6.4 Streamflow and Runoff

Overall Objective: To improve the description of the space-time distribution of runoff over the GCIP study area and to develop mechanisms for incorporation of streamflow measurements in the validation and updating of coupled land/atmosphere models.

Streamflow is determined from measurements of stream stage at a stream-gauging station. Runoff is the spatially distributed supply of water to the stream network which cannot be measured directly. Both surface and sub-surface components are part of runoff. A delay is also inherent between runoff initiation and the time when the runoff reaches a stream-gauging station. This delay varies spatially depending on the distance to the gauge and on how much runoff is occurring.

This research area is concerned with relationships between runoff as computed by atmospheric models, which is distributed in space, and streamflow as measured at streamgauges. This area includes development of globally applicable routing methods to account for the time lags between occurrence of runoff and occurrence of streamflow. Such routing methods might be used in a model to translate runoff to streamflow or they may be used as part of an analysis system to infer runoff from streamflow. Streamflow data are needed to assist in model development, model parameter estimation, and model testing and validation. Although methods may already exist for making streamflow data useful for each of these purposes, additional studies are needed to improve these methods and make them more useful globally.

Two scales of time delay exist between the initiation of runoff and when the runoff reaches a downstream gauge. The first is the hillslope or landscape scale when runoff is moving above and below the surface into the stream channel network; the second is the stream network scale. Because the hydrological processes that occur at the hillslope scale influence both the amount and timing of runoff, this research area is also concerned with estimating both the amount and timing of runoff at the hillslope scale.
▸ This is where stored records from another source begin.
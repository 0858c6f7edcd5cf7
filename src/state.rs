//! Module implementing the membrane state vector.
use nalgebra::Vector4;
use serde::{Deserialize, Serialize};

/// Represents the state of the membrane at a given time: the voltage and the three gating variables.
#[derive(Debug, PartialEq, Clone, Copy, Serialize, Deserialize)]
pub struct State {
    /// The membrane potential (mV).
    pub v: f64,
    /// The sodium activation gate.
    pub m: f64,
    /// The sodium inactivation gate.
    pub h: f64,
    /// The potassium activation gate.
    pub n: f64,
}

impl State {
    /// Create a new state with the specified parameters.
    pub fn new(v: f64, m: f64, h: f64, n: f64) -> Self {
        State { v, m, h, n }
    }

    /// Returns the state as an array ordered as (V, m, h, n).
    pub fn to_array(&self) -> [f64; 4] {
        [self.v, self.m, self.h, self.n]
    }

    /// Returns true if all the state variables are finite.
    pub fn is_finite(&self) -> bool {
        self.to_array().iter().all(|x| x.is_finite())
    }
}

impl From<[f64; 4]> for State {
    fn from(x: [f64; 4]) -> Self {
        State::new(x[0], x[1], x[2], x[3])
    }
}

impl From<State> for [f64; 4] {
    fn from(state: State) -> Self {
        state.to_array()
    }
}

impl From<Vector4<f64>> for State {
    fn from(x: Vector4<f64>) -> Self {
        State::new(x[0], x[1], x[2], x[3])
    }
}

impl From<State> for Vector4<f64> {
    fn from(state: State) -> Self {
        Vector4::new(state.v, state.m, state.h, state.n)
    }
}
use clap::Parser;
use log::LevelFilter;
use log4rs::append::console::ConsoleAppender;
use log4rs::append::file::FileAppender;
use log4rs::config::{Appender, Config, Root};
use log4rs::encode::pattern::PatternEncoder;
use sha2::{Digest, Sha256};
use std::fs::{self, File};
use std::io::BufWriter;
use std::path::Path;

use rusty_hh::error::HHError;
use rusty_hh::output::{write_currents, write_raw, write_table};
use rusty_hh::simulation::{Simulation, SimulationConfig};
use rusty_hh::SPIKE_THRESHOLD;

#[derive(Parser, Debug)]
struct Args {
    /// A JSON simulation configuration; missing fields take their default value
    #[arg(long)]
    config: Option<String>,
    /// The sampling step of the time grid (ms), overrides the configuration
    #[arg(long)]
    dt: Option<f64>,
    /// The end of the time window (ms), overrides the configuration
    #[arg(long)]
    t_end: Option<f64>,
    /// The directory where run directories are created
    #[arg(long, default_value = "output")]
    output_dir: String,
    /// The log level, must be one of: off, error, warn, info, debug, trace
    #[arg(long, default_value = "info")]
    log_level: String,
}

fn init_logging(log_path: &Path, level: LevelFilter) -> Result<(), HHError> {
    let stdout = ConsoleAppender::builder()
        .encoder(Box::new(PatternEncoder::new("{l} - {m}\n")))
        .build();
    let logfile = FileAppender::builder()
        .encoder(Box::new(PatternEncoder::new("{l} - {m}\n")))
        .build(log_path)
        .map_err(|e| HHError::IOError(e.to_string()))?;

    let config = Config::builder()
        .appender(Appender::builder().build("stdout", Box::new(stdout)))
        .appender(Appender::builder().build("logfile", Box::new(logfile)))
        .build(
            Root::builder()
                .appender("stdout")
                .appender("logfile")
                .build(level),
        )
        .map_err(|e| HHError::IOError(e.to_string()))?;

    log4rs::init_config(config).map_err(|e| HHError::IOError(e.to_string()))?;
    Ok(())
}

fn main() -> Result<(), HHError> {
    let args = Args::parse();
    let log_level = args
        .log_level
        .parse::<LevelFilter>()
        .map_err(|e| HHError::InvalidParameter(e.to_string()))?;

    let mut config = match &args.config {
        Some(path) => SimulationConfig::load_from(path)?,
        None => SimulationConfig::default(),
    };
    if let Some(dt) = args.dt {
        config.dt = dt;
    }
    if let Some(t_end) = args.t_end {
        config.t_end = t_end;
    }

    // identical configurations share the same run directory
    let mut hasher = Sha256::new();
    hasher.update(serde_json::to_string(&config)?);
    let hash = hasher.finalize();
    let run_dir = Path::new(&args.output_dir).join(format!("{:x}", hash));
    fs::create_dir_all(&run_dir)?;

    init_logging(&run_dir.join("run.log"), log_level)?;
    log::info!("{:?}", args);

    config.save_to(run_dir.join("config.json"))?;
    let simulation = Simulation::build(config)?;
    let trajectory = simulation.run()?;
    log::info!("Simulation: done!");

    let spikes = trajectory.upward_crossings(SPIKE_THRESHOLD);
    log::info!("{} action potentials at t={:?}", spikes.len(), spikes);

    write_raw(&trajectory, BufWriter::new(File::create(run_dir.join("trajectory.txt"))?))?;
    write_table(&trajectory, BufWriter::new(File::create(run_dir.join("param.tsv"))?))?;
    write_currents(
        &trajectory,
        simulation.model().constants(),
        simulation.model().stimulus(),
        BufWriter::new(File::create(run_dir.join("currents.tsv"))?),
    )?;
    trajectory.save_to(run_dir.join("trajectory.json"))?;
    log::info!("Outputs saved to {}", run_dir.display());

    Ok(())
}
Streamflow data and runoff estimates are required both for the development and for the testing and verification of coupled atmospheric/hydrological models. Testing and verification may be approached in two complementary ways. First, runoff from the coupled models can be verified by routing the runoff from a number of grid points (10 or more) to a streamgauge and comparing the model discharge with the observed discharge on a designated basis. The gauges used for this purpose must be essentially unaffected by upstream regulation or diversion. In practice, most of the continental discharge gauges are influenced by regulation and diversion, and may not be good choices for verification (except perhaps on an annual or climatological basis). Therefore, a second complementary approach to compensate for these upstream effects is needed.
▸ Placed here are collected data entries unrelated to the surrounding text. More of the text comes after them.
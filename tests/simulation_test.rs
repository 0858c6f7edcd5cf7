use rusty_hh::error::HHError;
use rusty_hh::integrator::Integrator;
use rusty_hh::membrane::{BiophysicalConstants, Stimulus};
use rusty_hh::model::{derivative, HodgkinHuxley};
use rusty_hh::output::{write_currents, write_raw, write_table};
use rusty_hh::simulation::{run_batch, Simulation, SimulationConfig};
use rusty_hh::state::State;
use rusty_hh::time_grid::TimeGrid;
use rusty_hh::trajectory::Trajectory;
use rusty_hh::{DEFAULT_INITIAL_STATE, SPIKE_THRESHOLD};

use std::fs::{self, File};
use tempfile::tempdir;

fn in_stimulus_windows(t: f64) -> bool {
    // a spike started just before the stimulus switches off may cross shortly after
    (t > 100.0 && t <= 205.0) || (t > 300.0 && t <= 405.0)
}

fn check_reference_behavior(trajectory: &Trajectory, grid_len: usize) {
    assert_eq!(trajectory.len(), grid_len);
    assert_eq!(trajectory.states()[0], State::from(DEFAULT_INITIAL_STATE));

    let crossings = trajectory.upward_crossings(SPIKE_THRESHOLD);
    assert!(crossings.len() >= 3, "only {} action potentials", crossings.len());
    assert!(crossings.iter().all(|&t| in_stimulus_windows(t)), "{:?}", crossings);
    assert!(crossings.iter().any(|&t| t < 200.0));
    assert!(crossings.iter().any(|&t| t > 300.0));
}

#[test]
fn test_reference_simulation_on_coarse_grid() {
    let trajectory = Simulation::build(SimulationConfig::default())
        .unwrap()
        .run()
        .unwrap();
    check_reference_behavior(&trajectory, 450);
}

#[test]
fn test_reference_simulation_on_fine_grid() {
    let config = SimulationConfig {
        dt: 0.1,
        ..Default::default()
    };
    let trajectory = Simulation::build(config).unwrap().run().unwrap();
    check_reference_behavior(&trajectory, 4500);
}

#[test]
fn test_free_functions_match_simulation() {
    let constants = BiophysicalConstants::default();
    let stimulus = Stimulus::default();
    let grid = TimeGrid::uniform(0.0, 450.0, 1.0).unwrap();

    let states = Integrator::default()
        .integrate(
            |y: &[f64; 4], t| derivative(&constants, &stimulus, &State::from(*y), t).to_array(),
            DEFAULT_INITIAL_STATE,
            &grid,
        )
        .unwrap();
    let trajectory = Simulation::build(SimulationConfig::default())
        .unwrap()
        .run()
        .unwrap();

    let expected: Vec<State> = states.into_iter().map(State::from).collect();
    assert_eq!(trajectory.states(), &expected[..]);
}

#[test]
fn test_determinism() {
    let simulation = Simulation::build(SimulationConfig::default()).unwrap();
    let trajectory_1 = simulation.run().unwrap();
    let trajectory_2 = simulation.run().unwrap();
    assert_eq!(trajectory_1, trajectory_2);

    let results = run_batch(vec![SimulationConfig::default(); 4]);
    for result in results {
        assert_eq!(result.unwrap(), trajectory_1);
    }
}

#[test]
fn test_integration_failure_returns_no_trajectory() {
    let model = HodgkinHuxley::default();
    let grid = TimeGrid::uniform(0.0, 450.0, 1.0).unwrap();
    let integrator = Integrator {
        max_steps: 2,
        ..Default::default()
    };
    let simulation =
        Simulation::build_on_grid(model, grid, State::from(DEFAULT_INITIAL_STATE), integrator).unwrap();

    let result = simulation.run();
    assert!(matches!(result, Err(HHError::MaxStepsExceeded { .. })));
}

#[test]
fn test_outputs() {
    let dir = tempdir().unwrap();
    let simulation = Simulation::build(SimulationConfig::default()).unwrap();
    let trajectory = simulation.run().unwrap();

    write_raw(&trajectory, File::create(dir.path().join("trajectory.txt")).unwrap()).unwrap();
    write_table(&trajectory, File::create(dir.path().join("param.tsv")).unwrap()).unwrap();
    write_currents(
        &trajectory,
        simulation.model().constants(),
        simulation.model().stimulus(),
        File::create(dir.path().join("currents.tsv")).unwrap(),
    )
    .unwrap();
    trajectory.save_to(dir.path().join("trajectory.json")).unwrap();

    let raw = fs::read_to_string(dir.path().join("trajectory.txt")).unwrap();
    assert_eq!(raw.lines().count(), 450);
    assert!(raw.starts_with("-65\t0.05\t0.6\t0.32\n"));

    let table = fs::read_to_string(dir.path().join("param.tsv")).unwrap();
    assert_eq!(table.lines().count(), 451);

    let currents = fs::read_to_string(dir.path().join("currents.tsv")).unwrap();
    let stimulus_column: Vec<f64> = currents
        .lines()
        .skip(1)
        .map(|line| line.split('\t').nth(1).unwrap().parse().unwrap())
        .collect();
    assert_eq!(stimulus_column[100], 0.0);
    assert_eq!(stimulus_column[101], 10.0);
    assert_eq!(stimulus_column[350], 35.0);
    assert_eq!(stimulus_column[449], 0.0);

    let loaded = Trajectory::load_from(dir.path().join("trajectory.json")).unwrap();
    assert_eq!(loaded.len(), trajectory.len());
    assert_eq!(loaded.times(), trajectory.times());
}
6.4.1 Relationships between Runoff and Streamflow

OBJECTIVE: Develop and apply improved techniques for the determination/estimation of runoff and streamflow appropriate to the scales of primary interest to GCIP.

Activities to support this objective follow:

6.4.2 Estimation of Runoff from Streamflow and Climate Data

OBJECTIVE: Apply sensitivity analysis to the error budgets in estimating runoff from streamflow and climate data.
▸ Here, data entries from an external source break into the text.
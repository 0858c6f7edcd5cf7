//! This module contains the simulation configuration and the simulation runner.
//!
//! A simulation builds the time grid, integrates the membrane once from its initial state and returns the trajectory.
//!
//! ```rust
//! use rusty_hh::simulation::{Simulation, SimulationConfig};
//!
//! let config = SimulationConfig { t_end: 150.0, ..Default::default() };
//! let trajectory = Simulation::build(config).unwrap().run().unwrap();
//!
//! assert_eq!(trajectory.len(), 150);
//! ```
use rayon::prelude::*;
use serde::{Deserialize, Serialize};
use std::fs::File;
use std::io::{BufReader, BufWriter, Write};
use std::path::Path;

use super::error::HHError;
use super::integrator::Integrator;
use super::membrane::{BiophysicalConstants, Stimulus};
use super::model::HodgkinHuxley;
use super::state::State;
use super::time_grid::TimeGrid;
use super::trajectory::Trajectory;
use super::{DEFAULT_DT, DEFAULT_INITIAL_STATE, DEFAULT_T_END, MIN_PARALLEL_RUNS, SPIKE_THRESHOLD};

/// The full description of a simulation run.
/// Missing fields are filled with their default value when deserializing.
#[derive(Debug, PartialEq, Clone, Serialize, Deserialize)]
#[serde(default)]
pub struct SimulationConfig {
    pub constants: BiophysicalConstants,
    pub stimulus: Stimulus,
    pub initial_state: State,
    /// Start of the time window (ms).
    pub t_start: f64,
    /// End of the time window (ms), excluded from the grid.
    pub t_end: f64,
    /// Sampling step of the time grid (ms).
    pub dt: f64,
    pub integrator: Integrator,
}

impl Default for SimulationConfig {
    fn default() -> Self {
        SimulationConfig {
            constants: BiophysicalConstants::default(),
            stimulus: Stimulus::default(),
            initial_state: State::from(DEFAULT_INITIAL_STATE),
            t_start: 0.0,
            t_end: DEFAULT_T_END,
            dt: DEFAULT_DT,
            integrator: Integrator::default(),
        }
    }
}

impl SimulationConfig {
    pub fn save_to<P: AsRef<Path>>(&self, path: P) -> Result<(), HHError> {
        let file = File::create(path)?;
        let mut writer = BufWriter::new(file);
        serde_json::to_writer_pretty(&mut writer, self)?;
        writer.flush()?;
        Ok(())
    }

    pub fn load_from<P: AsRef<Path>>(path: P) -> Result<SimulationConfig, HHError> {
        let file = File::open(path)?;
        let reader = BufReader::new(file);
        Ok(serde_json::from_reader(reader)?)
    }
}

/// A validated simulation, ready to run.
#[derive(Debug, PartialEq, Clone)]
pub struct Simulation {
    model: HodgkinHuxley,
    grid: TimeGrid,
    initial_state: State,
    integrator: Integrator,
}

impl Simulation {
    /// Create a simulation from its configuration.
    /// The function returns an error for invalid constants, time window, initial state or integrator settings.
    pub fn build(config: SimulationConfig) -> Result<Self, HHError> {
        let model = HodgkinHuxley::build(config.constants, config.stimulus)?;
        let grid = TimeGrid::uniform(config.t_start, config.t_end, config.dt)?;
        Simulation::build_on_grid(model, grid, config.initial_state, config.integrator)
    }

    /// Create a simulation on an arbitrary time grid.
    pub fn build_on_grid(
        model: HodgkinHuxley,
        grid: TimeGrid,
        initial_state: State,
        integrator: Integrator,
    ) -> Result<Self, HHError> {
        if !initial_state.is_finite() {
            return Err(HHError::InvalidParameter(
                "The initial state must be finite".to_string(),
            ));
        }
        integrator.validate()?;
        Ok(Simulation {
            model,
            grid,
            initial_state,
            integrator,
        })
    }

    pub fn model(&self) -> &HodgkinHuxley {
        &self.model
    }

    pub fn grid(&self) -> &TimeGrid {
        &self.grid
    }

    pub fn initial_state(&self) -> &State {
        &self.initial_state
    }

    /// Integrate the membrane over the time grid.
    /// The function returns an error if the integration fails, in which case no trajectory is produced.
    pub fn run(&self) -> Result<Trajectory, HHError> {
        log::info!(
            "Simulating {} time points on [{}, {}]",
            self.grid.len(),
            self.grid.start(),
            self.grid.end()
        );

        let states = self
            .integrator
            .integrate(self.model.rhs(), self.initial_state.to_array(), &self.grid)
            .map_err(|e| {
                log::error!("Simulation failed: {}", e);
                e
            })?;
        let trajectory = Trajectory::build(&self.grid, states.into_iter().map(State::from).collect())?;

        log::info!(
            "Simulation completed: {} action potentials",
            trajectory.upward_crossings(SPIKE_THRESHOLD).len()
        );
        Ok(trajectory)
    }
}

/// Run independent simulations, in parallel for large enough batches.
/// Results are returned in the order of the configurations.
pub fn run_batch(configs: Vec<SimulationConfig>) -> Vec<Result<Trajectory, HHError>> {
    let run_one = |config: SimulationConfig| Simulation::build(config)?.run();
    if configs.len() >= MIN_PARALLEL_RUNS {
        configs.into_par_iter().map(run_one).collect()
    } else {
        configs.into_iter().map(run_one).collect()
    }
}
Activities to support this objective follow:

The above activities will be supported by the following specific activities and outputs in 1997-1999.

6.5 Clouds And Radiation

Clouds and radiation are important for several GCIP studies. Cloud formation, in which water vapor condenses into water or ice phase droplets, is an important part of the hydrological cycle. Furthermore, clouds are the major modulator of the Earth's radiation budget. Radiative fluxes at the surface, in the atmosphere, and at the top of the atmosphere are critical factors in the land-atmosphere energy budget. The solar radiation that reaches the surface drives the diurnal and annual cycles of land-atmosphere interactions. Radiation absorbed in the atmosphere is also important for the diurnal cycle of some cloud systems (e.g., stratocumulus) and is always important for the annual cycle. Radiative forcings due to changes in aerosol and land use (surface albedo) have not been accurately quantified to date by the IRC. Satellite data, ground based measurements, and models will be integrated over the ARM/CART site to determine such forcings in GCIP.

Overall Objective: Improve the description and understanding of the radiative fluxes that drive land-atmosphere interactions and their parameterization in predictive models.

6.5.1 Satellite Product Development

Objective: Produce satellite products to define spatial and temporal variability of clouds and radiation over the Mississippi basin.

Activities to support this objective follow:

6.5.2 Validation of Satellite Algorithms to Retrieve the Surface and Atmospheric Radiation Budget

OBJECTIVE: Assess satellite retrieval algorithms and select a preferred algorithm for retrieving GCIP surface and atmospheric radiation budgets.

This objective meets one of the central goals of GCIP namely, the improvement of global systems for the observation of the energy cycle by means of intensive studies in well- instrumented areas. This GCIP activity will:

Recent advances in fast radiative transfer techniques (i.e., Fu and Liou, 1993), in satellite remote sensing, and in the deployment of surface instruments in the GCIP region permit the development of a more accurate and comprehensive description of the radiative fluxes in the atmospheric column. Previous efforts to obtain radiative fluxes by remote sensing have concentrated on the surface (SRB) and the top of the atmosphere (TOA). The full vertical profile of broadband fluxes, as well as the narrowband radiances observed by the satellites, can now readily be computed and compared with measurements at a number of sites. A more internally consistent description of atmospheric radiation is thereby produced. The resulting surface fluxes can be used to validate the operational retrievals described in the previous Section 1. They also serve to test the satellite-based retrievals of clouds, which are used for the calculations. The within-the-atmosphere flux profiles (SARB) can be used to test the fluxes produced by mesoscale and general circulation models. The SARB is the basic driver of the hydrological cycle, the general circulation, and global change.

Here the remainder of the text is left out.